Provided records ::
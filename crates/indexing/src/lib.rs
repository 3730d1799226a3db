//! Embedding, chunking, and eviction: the capabilities that turn raw
//! fetched content into durable, queryable `VectorStore` entries.

pub mod chunk_service;
pub mod chunker;
pub mod embedder;
pub mod eviction;

pub use chunk_service::{ChunkOutcome, ChunkService};
pub use chunker::{Chunk, Chunker};
pub use embedder::{Embedder, FastEmbedEmbedder};
pub use eviction::{EvictionReport, EvictionService};
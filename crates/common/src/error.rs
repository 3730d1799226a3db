//! Error taxonomy shared across every noetic crate.
//!
//! Mirrors the kind-not-type-name taxonomy of the core spec: each variant
//! is a propagation class, not a wrapper around one failing library.

use thiserror::Error;

#[derive(Error, Debug)]
pub enum Error {
    #[error("invalid input: {0}")]
    InvalidInput(String),

    #[error("not found: {0}")]
    NotFound(String),

    #[error("unauthorized: {0}")]
    Unauthorized(String),

    #[error("rate limited: {0}")]
    RateLimited(String),

    #[error("fetch failed: {0}")]
    FetchFailure(String),

    #[error("store failure: {0}")]
    StoreFailure(String),

    #[error("provider unavailable: {0}")]
    ProviderUnavailable(String),

    #[error("cancelled")]
    Cancelled,

    #[error("io error: {0}")]
    Io(#[from] std::io::Error),

    #[error("serialization error: {0}")]
    Serialization(#[from] serde_json::Error),

    #[error("config error: {0}")]
    Config(String),

    #[error("other: {0}")]
    Other(#[from] anyhow::Error),
}

impl Error {
    /// Best-effort HTTP-equivalent status for transports that want one.
    #[must_use]
    pub fn status_code(&self) -> u16 {
        match self {
            Error::InvalidInput(_) => 400,
            Error::Unauthorized(_) => 401,
            Error::NotFound(_) => 404,
            Error::RateLimited(_) => 429,
            Error::Cancelled => 499,
            Error::FetchFailure(_) | Error::StoreFailure(_) | Error::ProviderUnavailable(_) => 502,
            Error::Io(_) | Error::Serialization(_) | Error::Config(_) | Error::Other(_) => 500,
        }
    }
}

pub type Result<T> = std::result::Result<T, Error>;
//! Newline-delimited JSON-RPC 2.0 envelope types for the stdio transport.

use serde::{Deserialize, Serialize};
use serde_json::Value;

#[derive(Debug, Deserialize)]
pub struct RpcRequest {
    #[serde(default)]
    pub jsonrpc: String,
    pub id: Option<Value>,
    pub method: String,
    #[serde(default)]
    pub params: Value,
}

#[derive(Debug, Serialize)]
pub struct RpcResponse {
    pub jsonrpc: &'static str,
    pub id: Value,
    #[serde(skip_serializing_if = "Option::is_none")]
    pub result: Option<Value>,
    #[serde(skip_serializing_if = "Option::is_none")]
    pub error: Option<RpcError>,
}

#[derive(Debug, Serialize)]
pub struct RpcError {
    pub code: i64,
    pub message: String,
}

impl RpcResponse {
    #[must_use]
    pub fn ok(id: Value, result: Value) -> Self {
        Self { jsonrpc: "2.0", id, result: Some(result), error: None }
    }

    #[must_use]
    pub fn err(id: Value, error: &noetic_common::Error) -> Self {
        Self {
            jsonrpc: "2.0",
            id,
            result: None,
            error: Some(RpcError { code: -32000 - i64::from(error.status_code()), message: error.to_string() }),
        }
    }

    #[must_use]
    pub fn method_not_found(id: Value, method: &str) -> Self {
        Self { jsonrpc: "2.0", id, result: None, error: Some(RpcError { code: -32601, message: format!("unknown tool: {method}") }) }
    }
}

To do :: In the entries above, find the line holding "pub fn err(id: Value, error: &noetic_common::Error)" and the line holding "pub fn method_not_found(id: Value, method: &str)", then retype exactly those two lines and every line between them, and nothing else.

Solution ::
    pub fn err(id: Value, error: &noetic_common::Error) -> Self {
        Self {
            jsonrpc: "2.0",
            id,
            result: None,
            error: Some(RpcError { code: -32000 - i64::from(error.status_code()), message: error.to_string() }),
        }
    }

    #[must_use]
    pub fn method_not_found(id: Value, method: &str) -> Self {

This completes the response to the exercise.